Le Régiment de tirailleurs sénégalais
du Tchad (RTST) est l'une des toutes premières
unités de l'Empire à rallier la France
Libre, sous le commandement du colonel Pierre Marchand,
commandant militaire du territoire (26 août 1940).
Le 3 décembre, le colonel Leclerc est nommé
chef du RTST et commandant militaire du Tchad, chargé
par le général de Gaulle, avec de très
faibles moyens, d'une mission d'une importance stratégique
capitale : ouvrir un front français aux confins
du Tchad et de la Libye. Avec quelques adjoints de valeur
(le lieutenant-colonel d'Ornano, les capitaine Massu
et de Guillebon, le lieutenant Eggenspiller) et des
effectifs importants (6.000 hommes, dont 500 Européens),
Leclerc prépare le raid contre Mourzouk, où
Jean Colonna d'Ornano trouvera la mort (11 janvier 1941),
et surtout la prise de Koufra (1er mars). La campagne
fut menée par un détachement du RTST,
à qui reviendra la gloire d'avoir remporté
la première victoire purement française
en Afrique orientale.
Le régiment tchadien ne changera d'appellation
qu'en juin 1943 au camp de Sabratha (Tripolitaine),
au moment de la constitution de la 2e DFL, future 2e
DB. Dans l'intervalle, il aura constitué le fer
de lance de toutes les campagnes de la colonne Leclerc
- devenue "Force L" à la fin 1942 -
en Afrique (Fezzan, Tripolitaine, Tunisie). Renforcé
d'éléments venant du Corps franc d'Afrique, avec le commandant Putz, des volontaires d'Afrique du Nord - tous très jeunes et beaucoup de la région d'Oran - et des évadés de France par l'Espagne,
et de l'armée d'Afrique, commandé par
le lieutenant-colonel Dio, le Régiment de marche
du Tchad (RMT) comprend désormais trois bataillons
et une compagnie de commandement régimentaire.

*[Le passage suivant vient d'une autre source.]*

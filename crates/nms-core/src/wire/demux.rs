//! Inbound demultiplexer.
//!
//! One buffer (a UDP datagram or a TCP chunk) may hold several frames from
//! either sub-protocol, possibly with junk in between. The demultiplexer
//! walks the buffer byte by byte until it sits on a magic byte, sizes the
//! candidate frame, checks its signature and only then decodes it. Anything
//! that fails is dropped and scanning resumes one byte further on.
//!
//! The signature is what separates a real frame start from a magic byte that
//! happens to appear inside ciphertext or noise.

use tracing::{debug, warn};

use crate::cursor::BinaryCursor;
use crate::error::{ProtocolError, Result};
use crate::wire::netflow::{self, NetflowFrame, NETFLOW_MAGIC};
use crate::wire::nettask::{self, NetTaskFrame, NETTASK_MAGIC};
use crate::wire::signature::FrameSigner;

/// A verified, decoded frame from either sub-protocol.
#[derive(Debug, Clone, PartialEq, Eq)]
pub enum Frame {
    Netflow(NetflowFrame),
    NetTask(NetTaskFrame),
}

#[derive(Debug, Default, Clone, Copy, PartialEq, Eq)]
pub struct DemuxStats {
    /// Frames decoded and yielded.
    pub frames: usize,
    /// Bytes skipped while looking for a magic byte.
    pub skipped_bytes: usize,
    /// Magic bytes whose frame could not be sized (truncated, unknown type).
    pub unframed: usize,
    /// Sized candidates whose signature did not verify.
    pub signature_invalid: usize,
    /// Signed frames that still failed to decode.
    pub malformed: usize,
}

#[derive(Clone, Copy)]
enum Proto {
    Netflow,
    NetTask,
}

impl Proto {
    fn of(byte: u8) -> Option<Self> {
        match byte {
            NETFLOW_MAGIC => Some(Proto::Netflow),
            NETTASK_MAGIC => Some(Proto::NetTask),
            _ => None,
        }
    }

    fn frame_len(self, c: &BinaryCursor<'_>) -> Result<usize> {
        match self {
            Proto::Netflow => netflow::frame_len(c),
            Proto::NetTask => nettask::frame_len(c),
        }
    }

    fn decode(self, c: &mut BinaryCursor<'_>) -> Result<Frame> {
        match self {
            Proto::Netflow => netflow::decode(c).map(Frame::Netflow),
            Proto::NetTask => nettask::decode(c).map(Frame::NetTask),
        }
    }
}

/// Iterator over the verified frames of one inbound buffer.
pub struct Demux<'a, 's> {
    cursor: BinaryCursor<'a>,
    signer: &'s FrameSigner,
    stats: DemuxStats,
}

impl<'a, 's> Demux<'a, 's> {
    pub fn new(buf: &'a [u8], signer: &'s FrameSigner) -> Self {
        Self {
            cursor: BinaryCursor::new(buf),
            signer,
            stats: DemuxStats::default(),
        }
    }

    pub fn stats(&self) -> DemuxStats {
        self.stats
    }

    /// Step past the current byte after a rejected candidate.
    fn resync(&mut self) {
        // Only called while sitting on a magic byte, so this cannot fail.
        let _ = self.cursor.advance(1);
    }

    fn seek_magic(&mut self) -> Option<Proto> {
        loop {
            let b = self.cursor.peek()?;
            if let Some(p) = Proto::of(b) {
                return Some(p);
            }
            let _ = self.cursor.advance(1);
            self.stats.skipped_bytes += 1;
        }
    }
}

impl Iterator for Demux<'_, '_> {
    type Item = Frame;

    fn next(&mut self) -> Option<Frame> {
        loop {
            let proto = self.seek_magic()?;
            let offset = self.cursor.position();

            let len = match proto.frame_len(&self.cursor) {
                Ok(n) => n,
                Err(e) => {
                    debug!(offset, code = %e.code(), "candidate frame not sized: {e}");
                    self.stats.unframed += 1;
                    self.resync();
                    continue;
                }
            };

            let verified = self
                .cursor
                .peek_bytes(len)
                .map(|f| self.signer.verify_frame(f))
                .unwrap_or(false);
            if !verified {
                debug!(offset, len, code = %ProtocolError::SignatureInvalid.code(), "dropping candidate frame");
                self.stats.signature_invalid += 1;
                self.resync();
                continue;
            }

            match proto.decode(&mut self.cursor) {
                Ok(frame) => {
                    self.stats.frames += 1;
                    return Some(frame);
                }
                Err(e) => {
                    warn!(offset, len, code = %e.code(), "signed frame failed to decode: {e}");
                    self.stats.malformed += 1;
                    // Signed, so the extent is trustworthy: skip the whole frame.
                    if self.cursor.advance(len).is_err() {
                        self.resync();
                    }
                }
            }
        }
    }
}

/// Collect every verified frame of `buf`.
pub fn demux(buf: &[u8], signer: &FrameSigner) -> (Vec<Frame>, DemuxStats) {
    let mut it = Demux::new(buf, signer);
    let frames = it.by_ref().collect();
    (frames, it.stats())
}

De septembre 1943 à juillet 1944, d'abord au
camp de Temara (Maroc), puis en Angleterre, le RMT subira
un entraînement intensif, comme les autres unités
de la division*, avant de débarquer à
Utah Beach le 1er août 1944 et d'être engagé
dans la bataille de Normandie**. Au soir du 24 août,
c'est un détachement du RMT (la 9e compagnie
du 3e bataillon, commandée par le capitaine Dronne)
qui entra le premier dans Paris; le lendemain, ce furent
"ceux du Tchad" qui s'emparèrent du
Majestic et du Meurice, hauts lieux de l'occupation
allemande dans la capitale. Le RMT sera ensuite de toutes
les opérations menées par la 2e DB***.
Sa citation à l'ordre de l'armée, publiée
au Journal officiel du
12 juin 1945, s'achèvera par ces mots : "Seule
unité constituée qui se soit, dans son
ensemble et dès les premiers instants, refusée
à capituler, a montré dans tous les combats
et sur tous les fronts une ardeur, une habileté
manœuvrière et un esprit de sacrifice digne
des plus belles traditions de l'Infanterie coloniale."
Le RMT se verra en outre attribuer la croix de la Libération.
* Le RMT était le noyau
central de la Division, mais celle-ci comprenait en outre
: trois régiments ou groupes d'artillerie (3e RAC,
64e RADB, 40e RANA), un groupe de canons antiaériens,
un régiment de reconnaissance (le 1er RMSM), trois
régiments de chars (501e RCC, 12e RCA, 12e régiment
de cuirassiers), un régiment de chasseurs de chars
(le régiment blindé de fusiliers marins),
un bataillon du Génie et plusieurs unités
(santé, réparations, train, services). Pendant
la campagne de France, ces unités furent réparties
entre quatre groupements (Dio, Langlade, Guillebon, Rémy).
** Il s'illustrera notamment dans les combats de la forêt
d'Ecouves.
*** Notamment à Baccarat, à Strasbourg et
sur l'Ill.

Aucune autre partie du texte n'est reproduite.